In February 2008, a rotational lightcurve of Kovacia was obtained from photometric observations by a collaboration of French and Italian amateur astronomers including René Roy, Silvano Casulli, François Colas, Arnaud Leroy, Federico Manzini, Christophe Demeautis and Jean-François Coliac. Lightcurve analysis gave a well-defined rotation period of 8.6772±0.0001 hours with a high brightness variation of 0.86±0.02 magnitude, indicative of a non-spherical, elongated shape (U=3). The result supersedes a previous observation by Roberto Crippa and Federico Manzini at the Sozzago Astronomical Station from November 2006, that determined a lower limit of 6 hours (U=1+). Due to observed mutual occultation and eclipsing events, the collaboration of astronomers strongly suspect Kovacia to be a binary asteroid with a satellite orbiting it every 31.9580±0.0005 days. However, no follow-up observations have been published. As of March 2020, this asteroid is neither listed at Johnston's Archive nor has it any kind of binary status in the Lightcurve Data Base.

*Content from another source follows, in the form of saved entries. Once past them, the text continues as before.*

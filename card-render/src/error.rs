use std::path::PathBuf;

use card_core::CardError;
use thiserror::Error;

#[derive(Error, Debug)]
pub enum RenderError {
    #[error("missing asset: {}", .0.display())]
    MissingAsset(PathBuf),

    #[error("cannot decode {}: {reason}", path.display())]
    Decode { path: PathBuf, reason: String },

    #[error("PNG encoding error: {0}")]
    Encode(#[from] png::EncodingError),

    #[error("cannot allocate a {width}x{height} canvas")]
    Canvas { width: u32, height: u32 },

    #[error("page holds {capacity} cards, batch has {given}")]
    Overflow { capacity: usize, given: usize },

    #[error("IO error: {0}")]
    Io(#[from] std::io::Error),

    #[error(transparent)]
    Card(#[from] CardError),
}
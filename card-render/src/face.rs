use std::path::{Path, PathBuf};

use card_core::constants::*;
use card_core::geometry::{front_regions, illustration_size, plan_placement};
use card_core::text::{BackFontSizes, back_font_sizes, front_rows, split_rear_text};
use card_core::{Card, Difficulty, Operator, Style, back_text_color};
use tiny_skia::Pixmap;

use crate::raster;
use crate::text::TextRenderer;
use crate::RenderError;

const FRONT_TEXT_COLOR: &str = "#FFFFFF";

/// Where the compositor finds its templates, illustrations and font.
#[derive(Clone, Debug)]
pub struct CardAssets {
    pub templates_dir: PathBuf,
    pub illustrations_dir: PathBuf,
    pub font_path: PathBuf,
}

impl CardAssets {
    pub fn front_template(&self, difficulty: Difficulty) -> PathBuf {
        self.templates_dir.join(format!("FC Front {}.png", difficulty.label()))
    }

    pub fn back_template(&self, difficulty: Difficulty) -> PathBuf {
        self.templates_dir.join(format!("FC Back {}.png", difficulty.label()))
    }

    pub fn symbol(&self, operator: Operator, difficulty: Difficulty) -> PathBuf {
        let stem = match operator {
            Operator::Plus => "Plus",
            Operator::Minus => "Minus",
        };
        self.templates_dir.join(format!("{stem} {}.png", difficulty.label()))
    }

    pub fn illustration(&self, name: &str) -> PathBuf {
        self.illustrations_dir.join(format!("{name}.png"))
    }
}

/// Renders both faces of a card onto the 3875×5463 templates.
pub struct FaceCompositor {
    assets: CardAssets,
    text: TextRenderer,
}

impl FaceCompositor {
    pub fn new(assets: CardAssets) -> Self {
        let text = TextRenderer::new(&assets.font_path);
        FaceCompositor { assets, text }
    }

    pub fn render_front(&self, card: &Card, difficulty: Difficulty) -> Result<Pixmap, RenderError> {
        let mut canvas = raster::load_png(&self.assets.front_template(difficulty))?;
        let operation = card.parsed_operation()?;

        let (top, bottom) = front_regions();
        let size = illustration_size(operation.top, operation.bottom, &top);
        let source = raster::load_png(&self.assets.illustration(&card.image))?;
        let illustration = raster::resize(&source, size as u32, size as u32)?;
        let positions = plan_placement(operation.top, &top, size)
            .into_iter()
            .chain(plan_placement(operation.bottom, &bottom, size));
        for p in positions {
            raster::paste(&mut canvas, &illustration, p.x, p.y);
        }

        self.draw_front_text(&mut canvas, &card.front_text);

        let symbol = raster::load_png(&self.assets.symbol(operation.operator, difficulty))?;
        raster::paste(&mut canvas, &symbol, 0, 0);
        Ok(canvas)
    }

    fn draw_front_text(&self, canvas: &mut Pixmap, front_text: &str) {
        let box_x = (TEMPLATE_WIDTH - TEXT_BOX_WIDTH) / 2;
        let box_y = TEMPLATE_HEIGHT - TEXT_BOX_HEIGHT - TEXT_BOX_BOTTOM_MARGIN;
        let band = TEXT_BOX_HEIGHT / 2;
        for (i, row) in front_rows(front_text).iter().enumerate() {
            let Some(layout) = self.text.layout(row, FRONT_FONT_SIZE, FRONT_TEXT_COLOR) else {
                continue;
            };
            let x = box_x + (TEXT_BOX_WIDTH - layout.width() as i32).div_euclid(2);
            let y = box_y + i as i32 * band + (band / 2 - layout.height() as i32 / 2);
            self.text.draw(canvas, &layout, x as f32, y as f32);
        }
    }

    pub fn render_back(&self, card: &Card, difficulty: Difficulty) -> Result<Pixmap, RenderError> {
        let mut canvas = raster::load_png(&self.assets.back_template(difficulty))?;
        let text = BackText::for_card(card)?;
        let color = back_text_color(difficulty);
        let width = canvas.width() as i32;

        for (i, row) in text.rows.iter().enumerate() {
            if let Some(layout) = self.text.layout(row, text.sizes.rows, color) {
                let x = (width - layout.width() as i32).div_euclid(2);
                self.text.draw(&mut canvas, &layout, x as f32, back_row_top(i) as f32);
            }
        }

        if let Some(layout) = self.text.layout(&text.operation, text.sizes.operation, color) {
            let x = (width - layout.width() as i32).div_euclid(2);
            let y = operation_top(difficulty, layout.height() as i32);
            self.text.draw(&mut canvas, &layout, x as f32, y as f32);
        }

        let source = raster::load_png(&self.assets.illustration(&card.image))?;
        let illustration = raster::scale(&source, IMAGE_SCALE_FACTOR)?;
        let (x, y) = back_illustration_origin(width, &illustration);
        raster::paste(&mut canvas, &illustration, x, y);
        Ok(canvas)
    }

    /// Writes `Card_<n>.png` and `Card_<n>_Back.png` into `dir`.
    pub fn export(
        &self,
        card: &Card,
        style: Style,
        dir: &Path,
    ) -> Result<(PathBuf, PathBuf), RenderError> {
        let difficulty = style.face_difficulty(card.difficulty);

        let front_path = dir.join(card.front_file_name());
        raster::save_png(&self.render_front(card, difficulty)?, &front_path)?;

        let back_path = dir.join(card.back_file_name());
        raster::save_png(&self.render_back(card, difficulty)?, &back_path)?;

        Ok((front_path, back_path))
    }
}

/// Text drawn on a back face and the font sizes chosen for it.
#[derive(Clone, Debug, PartialEq)]
struct BackText {
    rows: [String; 3],
    operation: String,
    sizes: BackFontSizes,
}

impl BackText {
    fn for_card(card: &Card) -> Result<Self, RenderError> {
        let segments = split_rear_text(&card.rear_text)?;
        Ok(BackText {
            sizes: back_font_sizes(&segments),
            rows: segments.rows().map(str::to_string),
            operation: card.operation.trim_matches('"').to_string(),
        })
    }
}

fn back_row_top(row: usize) -> i32 {
    TOP_TEXT_VERTICAL_OFFSET + row as i32 * TEXT_ROW_STEP
}

/// Top of the operation line, centred in the bottom band; standard backs
/// sit a little lower.
fn operation_top(difficulty: Difficulty, text_height: i32) -> i32 {
    let nudge = if difficulty == Difficulty::Standard {
        STANDARD_OPERATION_NUDGE
    } else {
        0
    };
    BOTTOM_TEXT_VERTICAL_OFFSET + (BOTTOM_TEXT_BOX_HEIGHT - text_height).div_euclid(2) + nudge
}

/// Centres the scaled illustration horizontally and inside the image band.
fn back_illustration_origin(canvas_width: i32, illustration: &Pixmap) -> (i32, i32) {
    let x = (canvas_width - illustration.width() as i32).div_euclid(2);
    let y = IMAGE_VERTICAL_OFFSET
        + (IMAGE_BOX_DIMENSIONS - illustration.height() as i32).div_euclid(2);
    (x, y)
}
use crate::CardError;
use crate::constants::{FRONT_ROW_WORDS, LONG_SEGMENT_CHARS};

/// Front question split into two rows: the first few words, then the rest.
pub fn front_rows(front_text: &str) -> [String; 2] {
    let cleaned = front_text.replace('"', "");
    let words: Vec<&str> = cleaned.split_whitespace().collect();
    let cut = words.len().min(FRONT_ROW_WORDS);
    [words[..cut].join(" "), words[cut..].join(" ")]
}

/// Rear answer sentence broken at its keywords.
#[derive(Clone, Debug, PartialEq, Eq)]
pub struct BackSegments {
    pub first: String,
    pub second: String,
    pub third: String,
}

impl BackSegments {
    pub fn rows(&self) -> [&str; 3] {
        [self.first.as_str(), self.second.as_str(), self.third.as_str()]
    }
}

/// Splits `"Three fish plus two fish equals five fish."` into
/// `"Three fish plus"`, `"two fish equals"` and `"five fish"`.
pub fn split_rear_text(rear_text: &str) -> Result<BackSegments, CardError> {
    let keyword = ["plus", "minus"]
        .into_iter()
        .find(|k| rear_text.contains(k))
        .ok_or_else(|| {
            CardError::Format(format!(
                "rear text must contain 'plus' or 'minus': {rear_text:?}"
            ))
        })?;
    let end1 = rear_text.find(keyword).map(|i| i + keyword.len()).unwrap_or(0);
    let end2 = rear_text
        .find("equals")
        .map(|i| i + "equals".len())
        .ok_or_else(|| {
            CardError::Format(format!("rear text must contain 'equals': {rear_text:?}"))
        })?;
    if end2 < end1 {
        return Err(CardError::Format(format!(
            "'equals' precedes '{keyword}' in rear text: {rear_text:?}"
        )));
    }
    Ok(BackSegments {
        first: rear_text[..end1].trim().to_string(),
        second: rear_text[end1..end2].trim().to_string(),
        third: rear_text[end2..]
            .trim_matches(|c| c == ' ' || c == '.' || c == '"')
            .to_string(),
    })
}

/// Font sizes used on the back face.
#[derive(Clone, Copy, Debug, PartialEq)]
pub struct BackFontSizes {
    /// The three answer rows.
    pub rows: f32,
    /// The operation line.
    pub operation: f32,
}

pub const BACK_FONT_STANDARD: BackFontSizes = BackFontSizes {
    rows: 250.0,
    operation: 260.0,
};
pub const BACK_FONT_REDUCED: BackFontSizes = BackFontSizes {
    rows: 235.0,
    operation: 250.0,
};

/// Smaller pair when the middle row would otherwise overflow the card.
pub fn back_font_sizes(segments: &BackSegments) -> BackFontSizes {
    if segments.second.chars().count() > LONG_SEGMENT_CHARS {
        BACK_FONT_REDUCED
    } else {
        BACK_FONT_STANDARD
    }
}

#[cfg(test)]
mod tests {
    use super::*;

    #[test]
    fn splits_addition_sentence() {
        let seg = split_rear_text("Three fish plus two fish equals five fish.").unwrap();
        assert_eq!(seg.rows(), ["Three fish plus", "two fish equals", "five fish"]);
    }

    #[test]
    fn splits_subtraction_sentence_and_strips_quote() {
        let seg = split_rear_text("Nine cats minus one cat equals eight cats.\"").unwrap();
        assert_eq!(seg.rows(), ["Nine cats minus", "one cat equals", "eight cats"]);
    }

    #[test]
    fn missing_keyword_is_a_format_error() {
        assert!(matches!(
            split_rear_text("Three fish and two fish make five fish."),
            Err(CardError::Format(_))
        ));
        assert!(matches!(
            split_rear_text("Three fish plus two fish"),
            Err(CardError::Format(_))
        ));
    }

    #[test]
    fn long_middle_row_reduces_fonts() {
        let short = split_rear_text("One cat plus one cat equals two cats.").unwrap();
        assert_eq!(back_font_sizes(&short), BACK_FONT_STANDARD);
        let long =
            split_rear_text("Ten hippopotamuses plus seven hippopotamuses equals many.").unwrap();
        assert_eq!(back_font_sizes(&long), BACK_FONT_REDUCED);
    }

    #[test]
    fn front_rows_split_after_three_words() {
        assert_eq!(
            front_rows("\"How many fish are there now?\""),
            ["How many fish".to_string(), "are there now?".to_string()]
        );
        assert_eq!(front_rows("Count"), ["Count".to_string(), String::new()]);
    }
}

In 2016, a modeled lightcurve gave a concurring sidereal period of 8.67807±0.00002 hours using data from the Uppsala Asteroid Photometric Catalogue, the Palomar Transient Factory survey, and individual observers (such as above), as well as sparse-in-time photometry from the NOFS, the Catalina Sky Survey, and the La Palma surveys . The study also determined two spin axes of (200.0°, −44.0°) and (38.0°, −50.0°) in ecliptic coordinates (λ, β).

=== Diameter and albedo ===

According to the surveys carried out by the Infrared Astronomical Satellite IRAS, the NEOWISE mission of NASA's Wide-field Infrared Survey Explorer (WISE), and the Japanese Akari satellite, Kovacia measures (24.04±2.2), (24.113±0.439) and (25.02±0.63) kilometers in diameter and its surface has an albedo of (0.0923±0.019), (0.092±0.023) and (0.088±0.005), respectively. The Collaborative Asteroid Lightcurve Link derives an albedo of 0.0772 and a diameter of 23.96 kilometers based on an absolute magnitude of 11.5. Alternative mean-diameter measurements published by the WISE team include (19.808±4.804 km) and (21.049±8.124 km) with corresponding albedos of (0.096±0.067) and (0.093±0.063).